Trade ya the seat post for the "step nut".....


----------



## pelletman (Dec 12, 2012)

bricycle said:


> Trade ya the seat post for the "step nut".....




I'll make you one, but I don't want to part out the bike on one end and put it together on the other!


----------



## bricycle (Dec 13, 2012)

pelletman said:


> I'll make you one, but I don't want to part out the bike on one end and put it together on the other!




I'd rather have the original...I'm a purist. I'll go dig....


----------



## bike (Dec 16, 2012)

*One reason mounting steps (pegs) were there*

is because people were used to them from high wheel (ordinary) bikes../


----------



## filmonger (Dec 17, 2012)

*Wheels*

P35's are great...You should tray a pair of wooden wheels to match those bars! Nice project to say the least.




pelletman said:


> Anyone have any idea what this is?  I have seen Eagles that look similar, two holes on the sides of the head tube..  I also need correct era 1" seat post...  Thanks!


----------



## bricycle (Dec 18, 2012)

pelletman said:


> I'll make you one, but I don't want to part out the bike on one end and put it together on the other!




I have one "T" style with 1" post.

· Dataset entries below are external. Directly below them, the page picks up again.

//! Qualified names: the join key between the declaration walker and the
//! definition locator.

use std::fmt;

use serde::{Serialize, Serializer};

/// An ordered sequence of identifiers. The empty name is the module scope.
///
/// Qualified names order lexicographically by segment and display dotted
/// (`Outer.Inner.method`).
#[derive(Debug, Clone, Default, PartialEq, Eq, PartialOrd, Ord, Hash)]
pub struct QualName(Vec<String>);

impl QualName {
    /// The module scope.
    pub fn root() -> Self {
        QualName(Vec::new())
    }

    pub fn new(segments: Vec<String>) -> Self {
        QualName(segments)
    }

    /// Parse dotted text. `""` is the module scope.
    pub fn from_dotted(text: &str) -> Self {
        if text.is_empty() {
            return QualName::root();
        }
        QualName(text.split('.').map(str::to_string).collect())
    }

    pub fn is_root(&self) -> bool {
        self.0.is_empty()
    }
}

impl fmt::Display for QualName {
    fn fmt(&self, f: &mut fmt::Formatter<'_>) -> fmt::Result {
        f.write_str(&self.0.join("."))
    }
}

impl From<&str> for QualName {
    fn from(text: &str) -> Self {
        QualName::from_dotted(text)
    }
}

impl Serialize for QualName {
    fn serialize<S: Serializer>(&self, serializer: S) -> Result<S::Ok, S::Error> {
        serializer.collect_str(self)
    }
}

/// A name recorded inside a scope: the key of the comment and annotation
/// maps. `scope` is empty at module level.
#[derive(Debug, Clone, PartialEq, Eq, PartialOrd, Ord, Hash)]
pub struct ScopedName {
    pub scope: QualName,
    pub name: String,
}

impl ScopedName {
    pub fn new(scope: QualName, name: impl Into<String>) -> Self {
        ScopedName {
            scope,
            name: name.into(),
        }
    }
}

impl fmt::Display for ScopedName {
    fn fmt(&self, f: &mut fmt::Formatter<'_>) -> fmt::Result {
        if self.scope.is_root() {
            f.write_str(&self.name)
        } else {
            write!(f, "{}.{}", self.scope, self.name)
        }
    }
}
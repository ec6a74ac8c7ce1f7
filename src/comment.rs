//! Trailing documentation comments: `x = 1  #: the comment`.

use docscan_cst::{TokType, Token};

use crate::cursor::{closer_for, Stop, TokenCursor};

/// The marker that makes a comment a documentation comment.
pub const DEFAULT_COMMENT_MARKER: &str = "#:";

/// Picks up the documentation comment trailing an assignment.
///
/// The scanner is given the source starting at the assignment's first byte.
/// It skips the left-hand side, consumes the right-hand side and looks at
/// the token that ends it. Only the rest of the statement is tokenized.
pub struct TrailingCommentScanner<'a> {
    cursor: TokenCursor<'a>,
    marker: &'a str,
}

impl<'a> TrailingCommentScanner<'a> {
    pub fn new(statement: &'a str, marker: &'a str) -> Self {
        TrailingCommentScanner {
            cursor: TokenCursor::new(statement),
            marker,
        }
    }

    pub fn scan(mut self) -> Option<String> {
        if !self.skip_lvalue() {
            return None;
        }
        if self.fetch_rvalue().is_empty() {
            return None;
        }
        let terminator = self.cursor.current().copied()?;
        if terminator.kind == TokType::Comment {
            if let Some(body) = terminator.text.strip_prefix(self.marker) {
                return Some(body.trim().to_string());
            }
        }
        self.cursor.fetch_until(TokType::Newline);
        None
    }

    /// Skip to just past the top-level `=` that starts the value. Returns
    /// `false` when the statement ends first (an annotation without value).
    fn skip_lvalue(&mut self) -> bool {
        let mut annotated = false;
        loop {
            let is_separator = |tok: &Token<'_>| is_assignment_separator(tok, annotated);
            self.cursor.fetch_until(Stop::Predicate(&is_separator));
            match self.cursor.current() {
                Some(tok) if tok.is_op("=") => return true,
                Some(tok) if tok.is_op(":") => annotated = true,
                _ => return false,
            }
        }
    }

    /// Consume the right-hand side. The cursor is left on the token that
    /// ended it (or exhausted).
    fn fetch_rvalue(&mut self) -> Vec<Token<'a>> {
        let mut tokens = Vec::new();
        while let Some(token) = self.cursor.fetch_token() {
            if !token.kind.is_expression_part() || token.is_op(";") {
                break;
            }
            if matches!(token.text, ")" | "]" | "}") && token.kind == TokType::Op {
                break;
            }
            tokens.push(token);
            if closer_for(&token).is_some() {
                let group = self.cursor.fetch_group(token);
                tokens.extend(group.into_iter().skip(1));
            }
        }
        tokens
    }
}

fn is_assignment_separator(tok: &Token<'_>, annotated: bool) -> bool {
    match tok.kind {
        TokType::Op => tok.text == "=" || (!annotated && tok.text == ":"),
        TokType::Newline | TokType::EndMarker => true,
        _ => false,
    }
}

/// The documentation comment trailing the assignment at the start of
/// `statement`, if any.
pub fn scan_trailing_comment(statement: &str, marker: &str) -> Option<String> {
    TrailingCommentScanner::new(statement, marker).scan()
}

#[cfg(test)]
mod tests {
    use super::*;

    fn scan(source: &str) -> Option<String> {
        scan_trailing_comment(source, DEFAULT_COMMENT_MARKER)
    }

    #[test]
    fn test_simple_assignment() {
        assert_eq!(scan("x = 1  #: the answer\n"), Some("the answer".to_string()));
        assert_eq!(scan("x = 1  # plain comment\n"), None);
        assert_eq!(scan("x = 1\n#: next line\n"), None);
    }

    #[test]
    fn test_annotated_assignment() {
        assert_eq!(scan("x: int = 1  #: typed\n"), Some("typed".to_string()));
        assert_eq!(scan("x: int  #: no value\n"), None);
        assert_eq!(
            scan("x: dict[str, int] = {}  #: mapping\n"),
            Some("mapping".to_string())
        );
    }

    #[test]
    fn test_multiline_value() {
        let source = "x = {\n    'a': 1,\n    'b': (2, 3),\n}  #: a table\ny = 2\n";
        assert_eq!(scan(source), Some("a table".to_string()));
    }

    #[test]
    fn test_tuple_value() {
        assert_eq!(scan("a, b = 1, 2  #: pair\n"), Some("pair".to_string()));
        assert_eq!(
            scan("f = lambda x: x  #: identity\n"),
            Some("identity".to_string())
        );
    }

    #[test]
    fn test_semicolon_ends_value() {
        assert_eq!(scan("x = 1; y = 2  #: for y\n"), None);
    }

    #[test]
    fn test_value_ending_at_close_paren() {
        assert_eq!(scan("x = 1)  #: stray\n"), None);
    }

    #[test]
    fn test_custom_marker() {
        assert_eq!(
            scan_trailing_comment("x = 1  #! doc\n", "#!"),
            Some("doc".to_string())
        );
        assert_eq!(scan_trailing_comment("x = 1  #: doc\n", "#!"), None);
    }

    #[test]
    fn test_malformed_input_is_exhaustion() {
        assert_eq!(scan("x = (1,\n"), None);
        assert_eq!(scan("x"), None);
    }
}
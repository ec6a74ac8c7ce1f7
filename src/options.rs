//! Analyzer configuration.

use crate::comment::DEFAULT_COMMENT_MARKER;

/// Options for one analysis.
///
/// # Example
///
/// ```
/// use docscan::AnalyzerOptions;
///
/// let options = AnalyzerOptions::new().with_line_offset(10).with_comment_marker("#!");
/// assert_eq!(options.line_offset, 10);
/// assert_eq!(options.comment_marker, "#!");
/// ```
#[derive(Debug, Clone, PartialEq, Eq)]
pub struct AnalyzerOptions {
    /// Added to every definition line. Used when the analyzed text is a
    /// slice of a larger file starting at line `line_offset + 1`.
    pub line_offset: usize,
    /// Prefix that makes a comment a documentation comment.
    pub comment_marker: String,
}

impl Default for AnalyzerOptions {
    fn default() -> Self {
        AnalyzerOptions {
            line_offset: 0,
            comment_marker: DEFAULT_COMMENT_MARKER.to_string(),
        }
    }
}

impl AnalyzerOptions {
    pub fn new() -> Self {
        Self::default()
    }

    pub fn with_line_offset(mut self, line_offset: usize) -> Self {
        self.line_offset = line_offset;
        self
    }

    pub fn with_comment_marker(mut self, marker: impl Into<String>) -> Self {
        self.comment_marker = marker.into();
        self
    }
}
//! Forward-only token cursor with one token of lookback.
//!
//! The cursor wraps the lazy tokenizer, so scanning a statement only
//! tokenizes as far as the scan needs. A tokenizer error ends the stream:
//! the scanners built on the cursor treat malformed input as exhaustion.

use docscan_cst::tokenizer::TokenIterator;
use docscan_cst::{TokConfig, TokType, Token};

/// What [`TokenCursor::fetch_until`] stops at.
pub enum Stop<'s> {
    /// A token with this literal text.
    Text(&'s str),
    /// A token of this kind.
    Kind(TokType),
    /// A token of this kind and text.
    Exact(TokType, &'s str),
    /// A token whose text is any of these.
    AnyText(&'s [&'s str]),
    /// A token of any of these kinds.
    AnyKind(&'s [TokType]),
    Predicate(&'s dyn Fn(&Token<'_>) -> bool),
}

impl Stop<'_> {
    pub fn matches(&self, token: &Token<'_>) -> bool {
        match self {
            Stop::Text(text) => token.text == *text,
            Stop::Kind(kind) => token.kind == *kind,
            Stop::Exact(kind, text) => token.kind == *kind && token.text == *text,
            Stop::AnyText(texts) => texts.contains(&token.text),
            Stop::AnyKind(kinds) => kinds.contains(&token.kind),
            Stop::Predicate(pred) => pred(token),
        }
    }
}

impl<'s> From<&'s str> for Stop<'s> {
    fn from(text: &'s str) -> Self {
        Stop::Text(text)
    }
}

impl From<TokType> for Stop<'_> {
    fn from(kind: TokType) -> Self {
        Stop::Kind(kind)
    }
}

impl<'s> From<(TokType, &'s str)> for Stop<'s> {
    fn from((kind, text): (TokType, &'s str)) -> Self {
        Stop::Exact(kind, text)
    }
}

impl<'s> From<&'s [&'s str]> for Stop<'s> {
    fn from(texts: &'s [&'s str]) -> Self {
        Stop::AnyText(texts)
    }
}

impl<'s> From<&'s [TokType]> for Stop<'s> {
    fn from(kinds: &'s [TokType]) -> Self {
        Stop::AnyKind(kinds)
    }
}

/// The closer expected for an opening bracket token.
pub fn closer_for(token: &Token<'_>) -> Option<&'static str> {
    if token.kind != TokType::Op {
        return None;
    }
    match token.text {
        "(" => Some(")"),
        "[" => Some("]"),
        "{" => Some("}"),
        _ => None,
    }
}

pub struct TokenCursor<'a> {
    tokens: TokenIterator<'a>,
    current: Option<Token<'a>>,
    previous: Option<Token<'a>>,
    last_line: usize,
}

impl<'a> TokenCursor<'a> {
    pub fn new(source: &'a str) -> Self {
        TokenCursor {
            tokens: TokenIterator::new(source, &TokConfig::default()),
            current: None,
            previous: None,
            last_line: 0,
        }
    }

    /// Advance by one token. `None` means the stream is exhausted, either at
    /// the end of input or because the tokenizer hit an error.
    pub fn fetch_token(&mut self) -> Option<Token<'a>> {
        self.previous = self.current;
        self.current = match self.tokens.next() {
            Some(Ok(token)) => Some(token),
            Some(Err(err)) => {
                tracing::trace!(%err, "token stream ended early");
                None
            }
            None => None,
        };
        if let Some(token) = &self.current {
            self.last_line = self.last_line.max(token.end.line);
        }
        self.current
    }

    pub fn current(&self) -> Option<&Token<'a>> {
        self.current.as_ref()
    }

    pub fn previous(&self) -> Option<&Token<'a>> {
        self.previous.as_ref()
    }

    /// The highest line number reached by any fetched token.
    pub fn last_line(&self) -> usize {
        self.last_line
    }

    /// Collect tokens until one matches `stop` at the top nesting level.
    /// The matching token is left in [`current`](Self::current) and is not
    /// part of the result. Bracket groups are consumed whole, closers
    /// included, so a `stop` inside brackets is never seen.
    pub fn fetch_until<'s>(&mut self, stop: impl Into<Stop<'s>>) -> Vec<Token<'a>> {
        let stop = stop.into();
        let mut tokens = Vec::new();
        while let Some(token) = self.fetch_token() {
            if stop.matches(&token) {
                break;
            }
            tokens.push(token);
            if let Some(closer) = closer_for(&token) {
                self.collect_group(closer, &mut tokens);
            }
        }
        tokens
    }

    /// Consume the balanced group opened by `open` (which must be the
    /// current token) and return it, opener and closer included. If the
    /// input ends first, everything read is returned.
    pub fn fetch_group(&mut self, open: Token<'a>) -> Vec<Token<'a>> {
        let mut tokens = vec![open];
        if let Some(closer) = closer_for(&open) {
            self.collect_group(closer, &mut tokens);
        }
        tokens
    }

    fn collect_group(&mut self, closer: &'static str, tokens: &mut Vec<Token<'a>>) {
        let mut closers = vec![closer];
        while let Some(expected) = closers.last().copied() {
            let Some(token) = self.fetch_token() else {
                return;
            };
            tokens.push(token);
            if let Some(inner) = closer_for(&token) {
                closers.push(inner);
            } else if token.kind == TokType::Op && token.text == expected {
                closers.pop();
            }
        }
    }
}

Trade you even for the real step nut(the hex is buggered a bit anyway), and you can put the "New" one on YOUR bike. bri.


----------



## gtdohn (Dec 18, 2012)

Bricycle,

I sent you a PM


----------



## F4iGuy (Dec 18, 2012)

pelletman said:


> Yes, should I make a bunch of them?  Would they sell at $30 each?




At this point, I need at least two!


----------